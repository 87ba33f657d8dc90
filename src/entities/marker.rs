//! Cutting marker dimensions

use serde::{Deserialize, Serialize};

use crate::core::numeric::Amount;

/// Marker layout inputs, all in consistent units (cm and cm²)
#[derive(Debug, Clone, Default, PartialEq, Serialize, Deserialize)]
pub struct MarkerConfig {
    /// Usable fabric width
    #[serde(default)]
    pub marker_width: Amount,

    /// Marker length along the lay
    #[serde(default)]
    pub marker_length: Amount,

    /// Total area of the garment pieces placed in the marker
    #[serde(default)]
    pub garment_area: Amount,

    /// Unusable length at the marker ends
    #[serde(default)]
    pub end_loss: Amount,
}

impl MarkerConfig {
    pub fn new(
        marker_width: impl Into<Amount>,
        marker_length: impl Into<Amount>,
        garment_area: impl Into<Amount>,
        end_loss: impl Into<Amount>,
    ) -> Self {
        Self {
            marker_width: marker_width.into(),
            marker_length: marker_length.into(),
            garment_area: garment_area.into(),
            end_loss: end_loss.into(),
        }
    }

    /// Marker area (width x length)
    pub fn area(&self) -> f64 {
        self.marker_width.get() * self.marker_length.get()
    }
}
//! Cost aggregation - CMT and FOB per garment

use serde::{Deserialize, Serialize};
use tracing::debug;

use crate::entities::bom::BomLine;
use crate::entities::operation::Operation;
use crate::entities::overhead::OverheadConfig;
use crate::entities::packaging::PackagingLine;

use super::{labor_cost, material_cost, overhead_cost, packaging_cost};

/// Per-garment cost breakdown, derived from the current inputs and never stored
#[derive(Debug, Clone, Copy, Default, PartialEq, Serialize, Deserialize)]
pub struct CostBreakdown {
    pub material: f64,
    pub labor: f64,
    pub overhead: f64,
    pub packaging: f64,
    /// Cut-make-trim: labor + overhead
    pub cmt: f64,
    /// Free on board, excluding freight: material + packaging + cmt
    pub fob: f64,
}

impl CostBreakdown {
    /// Labelled rows in display order
    pub fn rows(&self) -> [(&'static str, f64); 6] {
        [
            ("Material", self.material),
            ("Labor", self.labor),
            ("Overhead", self.overhead),
            ("Packaging", self.packaging),
            ("CMT", self.cmt),
            ("FOB (no freight)", self.fob),
        ]
    }
}

/// Run every calculator over one snapshot of the inputs.
///
/// Pure and infallible: malformed numbers were already coerced when the
/// records were built.
pub fn compute_costing(
    bom: &[BomLine],
    operations: &[Operation],
    overhead: &OverheadConfig,
    packaging: &[PackagingLine],
) -> CostBreakdown {
    let material = material_cost(bom);
    let labor = labor_cost(operations);
    let overhead = overhead_cost(labor, overhead);
    let packaging = packaging_cost(packaging);
    let cmt = labor + overhead;
    let fob = material + packaging + cmt;

    debug!(
        bom_lines = bom.len(),
        operations = operations.len(),
        material,
        labor,
        overhead,
        packaging,
        fob,
        "recomputed costing"
    );

    CostBreakdown {
        material,
        labor,
        overhead,
        packaging,
        cmt,
        fob,
    }
}

#[cfg(test)]
mod tests {
    use super::*;

    const TOL: f64 = 1e-9;

    fn worked_example() -> CostBreakdown {
        compute_costing(
            &[BomLine::new("Fabric", "Jersey").with_costing(1.0, 0.0, 2.0)],
            &[Operation::new("Hem", 6.0, 2.0, 1.0)],
            &OverheadConfig::labor_percent(0.5),
            &[PackagingLine::new("Polybag", 0.1)],
        )
    }

    #[test]
    fn test_worked_example() {
        let c = worked_example();
        assert!((c.material - 2.0).abs() < TOL);
        assert!((c.labor - 0.2).abs() < TOL);
        assert!((c.overhead - 0.1).abs() < TOL);
        assert!((c.packaging - 0.1).abs() < TOL);
        assert!((c.cmt - 0.3).abs() < TOL);
        assert!((c.fob - 2.4).abs() < TOL);
    }

    #[test]
    fn test_identities_hold() {
        let cases = [
            worked_example(),
            compute_costing(&[], &[], &OverheadConfig::per_unit(0.15), &[]),
            compute_costing(
                &[BomLine::new("Fabric", "Jersey").with_costing(0.95, 5.0, 3.2)],
                &[Operation::new("Hem", 0.8, 2.2, 0.85)],
                &OverheadConfig::labor_percent(0.3),
                &[PackagingLine::new("Polybag", 0.05)],
            ),
        ];
        for c in cases {
            assert!((c.cmt - (c.labor + c.overhead)).abs() < TOL);
            assert!((c.fob - (c.material + c.packaging + c.cmt)).abs() < TOL);
        }
    }

    #[test]
    fn test_recomputation_is_bit_identical() {
        let bom = [BomLine::new("Fabric", "Jersey").with_costing(0.95, 5.0, 3.2)];
        let ops = [Operation::new("Hem", 0.8, 2.2, 0.85)];
        let oh = OverheadConfig::labor_percent(0.3);
        let pack = [PackagingLine::new("Polybag", 0.05)];

        let first = compute_costing(&bom, &ops, &oh, &pack);
        let second = compute_costing(&bom, &ops, &oh, &pack);
        assert_eq!(first, second);
        assert_eq!(first.fob.to_bits(), second.fob.to_bits());
    }

    #[test]
    fn test_empty_inputs_give_zero_breakdown() {
        let c = compute_costing(&[], &[], &OverheadConfig::default(), &[]);
        assert_eq!(c, CostBreakdown::default());
        assert!(c.rows().iter().all(|(_, v)| *v == 0.0 && v.is_sign_positive()));
    }

    #[test]
    fn test_per_unit_overhead_flows_into_cmt() {
        let c = compute_costing(
            &[],
            &[Operation::new("Hem", 6.0, 2.0, 1.0)],
            &OverheadConfig::per_unit(0.15),
            &[],
        );
        assert!((c.cmt - 0.35).abs() < TOL);
        assert!((c.fob - 0.35).abs() < TOL);
    }

    #[test]
    fn test_all_components_non_negative() {
        let c = compute_costing(
            &[BomLine::new("Fabric", "Bad").with_costing(-1.0, -50.0, 3.0)],
            &[Operation::new("Bad", -6.0, 2.0, -1.0)],
            &OverheadConfig::labor_percent(-0.3),
            &[PackagingLine::new("Bad", -0.1)],
        );
        assert!(c.rows().iter().all(|(_, v)| *v >= 0.0));
    }
}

== == ==

TASK TO COMPLETE:
Wherever the word "were" appears in the entries above, copy that whole line.

YOUR SOLUTION:
/// Pure and infallible: malformed numbers were already coerced when the
/// records were built.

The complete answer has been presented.